> _Task statement_: Copy each entry below exactly as it reads.

Stored dataset items
──────────────────────────────
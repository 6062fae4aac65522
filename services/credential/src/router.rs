use axum::{
    Router,
    routing::{get, post},
};
use tower::ServiceBuilder;
use tower_http::cors::CorsLayer;
use tower_http::request_id::PropagateRequestIdLayer;
use tower_http::trace::TraceLayer;

use otpgate_core::health::{healthz, readyz};
use otpgate_core::middleware::request_id_layer;

use crate::handlers::{
    otp::{list_otps, verify_otp},
    password::get_password,
};
use crate::state::AppState;

pub fn build_router(state: AppState) -> Router {
    Router::new()
        // Health
        .route("/healthz", get(healthz))
        .route("/readyz", get(readyz))
        // One-time codes
        .route("/", get(list_otps))
        .route("/verify-otp", post(verify_otp))
        // Rotating password
        .route("/password", get(get_password))
        .layer(
            ServiceBuilder::new()
                .layer(request_id_layer())
                .layer(TraceLayer::new_for_http())
                .layer(PropagateRequestIdLayer::x_request_id())
                // The code entry page is served from another origin.
                .layer(CorsLayer::permissive()),
        )
        .with_state(state)
}
use sea_orm_migration::prelude::*;

#[derive(DeriveMigrationName)]
pub struct Migration;

#[async_trait::async_trait]
impl MigrationTrait for Migration {
    async fn up(&self, manager: &SchemaManager) -> Result<(), DbErr> {
        manager
            .create_table(
                Table::create()
                    .table(Otps::Table)
                    .if_not_exists()
                    .col(
                        ColumnDef::new(Otps::Id)
                            .integer()
                            .not_null()
                            .auto_increment()
                            .primary_key(),
                    )
                    .col(ColumnDef::new(Otps::Code).string().not_null())
                    .col(
                        ColumnDef::new(Otps::CreatedAt)
                            .timestamp_with_time_zone()
                            .not_null(),
                    )
                    .col(
                        ColumnDef::new(Otps::ExpiresAt)
                            .timestamp_with_time_zone()
                            .not_null(),
                    )
                    .to_owned(),
            )
            .await?;

        // Verification looks codes up by exact value.
        manager
            .create_index(
                Index::create()
                    .table(Otps::Table)
                    .col(Otps::Code)
                    .name("idx_otps_code")
                    .to_owned(),
            )
            .await
    }

    async fn down(&self, manager: &SchemaManager) -> Result<(), DbErr> {
        manager
            .drop_table(Table::drop().table(Otps::Table).to_owned())
            .await
    }
}

#[derive(Iden)]
enum Otps {
    Table,
    Id,
    Code,
    CreatedAt,
    ExpiresAt,
}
──────────────────────────────
> _Worked solution_:
repository 6062fae4aac65522
filename services/credential/src/router.rs
use axum::{
    Router,
    routing::{get, post},
};
use tower::ServiceBuilder;
use tower_http::cors::CorsLayer;
use tower_http::request_id::PropagateRequestIdLayer;
use tower_http::trace::TraceLayer;

use otpgate_core::health::{healthz, readyz};
use otpgate_core::middleware::request_id_layer;

use crate::handlers::{
    otp::{list_otps, verify_otp},
    password::get_password,
};
use crate::state::AppState;

pub fn build_router(state: AppState) -> Router {
    Router::new()
        // Health
        .route("/healthz", get(healthz))
        .route("/readyz", get(readyz))
        // One-time codes
        .route("/", get(list_otps))
        .route("/verify-otp", post(verify_otp))
        // Rotating password
        .route("/password", get(get_password))
        .layer(
            ServiceBuilder::new()
                .layer(request_id_layer())
                .layer(TraceLayer::new_for_http())
                .layer(PropagateRequestIdLayer::x_request_id())
                // The code entry page is served from another origin.
                .layer(CorsLayer::permissive()),
        )
        .with_state(state)
}
use sea_orm_migration::prelude::*;

#[derive(DeriveMigrationName)]
pub struct Migration;

#[async_trait::async_trait]
impl MigrationTrait for Migration {
    async fn up(&self, manager: &SchemaManager) -> Result<(), DbErr> {
        manager
            .create_table(
                Table::create()
                    .table(Otps::Table)
                    .if_not_exists()
                    .col(
                        ColumnDef::new(Otps::Id)
                            .integer()
                            .not_null()
                            .auto_increment()
                            .primary_key(),
                    )
                    .col(ColumnDef::new(Otps::Code).string().not_null())
                    .col(
                        ColumnDef::new(Otps::CreatedAt)
                            .timestamp_with_time_zone()
                            .not_null(),
                    )
                    .col(
                        ColumnDef::new(Otps::ExpiresAt)
                            .timestamp_with_time_zone()
                            .not_null(),
                    )
                    .to_owned(),
            )
            .await?;

        // Verification looks codes up by exact value.
        manager
            .create_index(
                Index::create()
                    .table(Otps::Table)
                    .col(Otps::Code)
                    .name("idx_otps_code")
                    .to_owned(),
            )
            .await
    }

    async fn down(&self, manager: &SchemaManager) -> Result<(), DbErr> {
        manager
            .drop_table(Table::drop().table(Otps::Table).to_owned())
            .await
    }
}

#[derive(Iden)]
enum Otps {
    Table,
    Id,
    Code,
    CreatedAt,
    ExpiresAt,
}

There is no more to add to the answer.